Penguburan (Land Burial)
Metode ini dilakukan di daratan, biasanya saat kondisi air laut sedang surut. Penguburan memerlukan penggunaan alat berat untuk menggali dan menimbun bangkai paus sedalam mungkin. Kedalaman minimal yang direkomendasikan adalah 2 hingga 3 meter. Tujuan utama penguburan adalah untuk mencegah bangkai dibongkar oleh hewan liar dan agar tidak kembali hanyut terbawa oleh pasang surut air laut.Pembakaran (Incineration)
Pembakaran menjadi opsi ketika kondisi lokasi tidak memungkinkan untuk dilakukan penguburan, terutama jika area tersebut berada dalam zona pasang surut. Metode ini dilakukan secara bertahap untuk memastikan penanganan yang efektif.Penenggelaman (Sea Burial)
Khusus untuk kasus di Kolaka, metode penenggelaman di laut dalam menjadi pilihan yang paling memungkinkan. Proses ini melibatkan penarikan bangkai paus ke tengah laut menggunakan kapal besar.Sebelum ditenggelamkan, langkah krusial yang harus dilakukan adalah mengeluarkan gas yang terakumulasi di dalam tubuh paus. Hal ini penting untuk menghindari risiko ledakan yang dapat membahayakan proses penanganan. Setelah gas dikeluarkan, bangkai paus akan diberi pemberat agar dapat tenggelam dengan stabil di dasar laut. Penting untuk memastikan lokasi penenggelaman berada jauh dari area aktivitas nelayan agar tidak menimbulkan masalah di kemudian hari.

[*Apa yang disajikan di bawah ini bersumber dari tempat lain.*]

use chrono::{DateTime, Utc};
use serde::{Deserialize, Serialize};
use std::fmt;
use std::str::FromStr;
use uuid::Uuid;

use crate::customer::Address;

/// Payment state of an order. Only this field is written by the checkout flow.
#[derive(Debug, Clone, Copy, Serialize, Deserialize, PartialEq, Eq)]
#[serde(rename_all = "snake_case")]
pub enum PaymentState {
    Pending,
    Paid,
    Failed,
}

impl PaymentState {
    pub fn as_str(&self) -> &'static str {
        match self {
            PaymentState::Pending => "pending",
            PaymentState::Paid => "paid",
            PaymentState::Failed => "failed",
        }
    }
}

impl fmt::Display for PaymentState {
    fn fmt(&self, f: &mut fmt::Formatter<'_>) -> fmt::Result {
        f.write_str(self.as_str())
    }
}

impl FromStr for PaymentState {
    type Err = crate::CoreError;

    fn from_str(s: &str) -> Result<Self, Self::Err> {
        match s {
            "pending" => Ok(PaymentState::Pending),
            "paid" => Ok(PaymentState::Paid),
            "failed" => Ok(PaymentState::Failed),
            other => Err(crate::CoreError::ValidationError(format!(
                "unknown payment state: {}",
                other
            ))),
        }
    }
}

#[derive(Debug, Clone, Serialize, Deserialize)]
pub struct OrderCustomer {
    pub email: String,
    pub billing_address: Address,
    pub shipping_address: Address,
}

/// An individual product within an order. Amounts are tax-inclusive minor units.
#[derive(Debug, Clone, Serialize, Deserialize)]
pub struct OrderLine {
    pub name: String,
    pub unit_price_post_taxes: i64,
    pub quantity: u32,
    pub total_post_taxes: i64,
}

#[derive(Debug, Clone, Serialize, Deserialize)]
pub struct ShippingSelection {
    pub method_name: Option<String>,
    pub total_post_taxes: i64,
}

/// Read-only snapshot of an order as seen by the checkout flow.
#[derive(Debug, Clone, Serialize, Deserialize)]
pub struct Order {
    pub id: Uuid,
    pub customer: OrderCustomer,
    pub currency: String,
    pub lines: Vec<OrderLine>,
    pub shipping: ShippingSelection,
    pub payment_state: PaymentState,
    pub created_at: DateTime<Utc>,
    pub updated_at: DateTime<Utc>,
}

impl Order {
    pub fn is_paid(&self) -> bool {
        self.payment_state == PaymentState::Paid
    }
}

Kronologi Penemuan Paus Sperma
Bangkai paus sperma ini pertama kali ditemukan oleh warga setempat pada Selasa (3/3/2026) pagi, sekitar pukul 07.00 hingga 08.00 Wita. Lokasi penemuan tepatnya di Pesisir Desa Totobo, Kecamatan Pomalaa. Jarak antara lokasi penemuan dengan Kantor Bupati Kolaka yang beralamat di Jalan Pemuda, Desa Laloeha, Kecamatan Kolaka, adalah sekitar 12 kilometer, atau dapat ditempuh dalam waktu sekitar 20 menit berkendara.
Deskripsi Bangkai Paus dan Estimasi Ukuran
Berdasarkan penampakan awal, paus sperma yang terdampar ini memiliki panjang sekitar 8 meter. Meskipun berat pastinya belum diketahui, perkiraan umum untuk paus sperma dengan panjang 8 hingga 8,5 meter adalah lebih dari 3 ton. Ukuran ini mengindikasikan bahwa paus tersebut kemungkinan adalah individu muda atau betina berukuran kecil, mengingat paus sperma jantan dewasa dapat mencapai panjang 16 hingga 20 meter.
Kondisi bangkai paus menunjukkan adanya luka yang cukup serius. Sejumlah goresan putih terlihat memanjang di sepanjang tubuhnya yang berwarna abu-abu gelap. Tanda-tanda pendarahan juga terlihat keluar dari area mulut dan beberapa bagian tubuh lainnya, yang menyebabkan air laut di sekitarnya berubah warna menjadi kemerahan.
Koordinasi dan Upaya Evakuasi
Saat ini, BPSL tengah berkoordinasi intensif dengan Dinas Lingkungan Hidup Kabupaten Kolaka untuk merencanakan dan melaksanakan penanganan bangkai paus ini. Evakuasi bangkai paus sperma yang berukuran besar ini memerlukan dukungan kapal yang memadai untuk menariknya ke laut lepas dan melakukan penenggelaman sesuai prosedur.
Aksesibilitas Lokasi
Kecamatan Pomalaa dapat dijangkau melalui jalur darat dari Kota Kendari, ibu kota Provinsi Sulawesi Tenggara. Jaraknya diperkirakan sekitar 170 kilometer, dengan waktu tempuh melalui darat menggunakan kendaraan bermotor selama kurang lebih 5 hingga 6 jam perjalanan.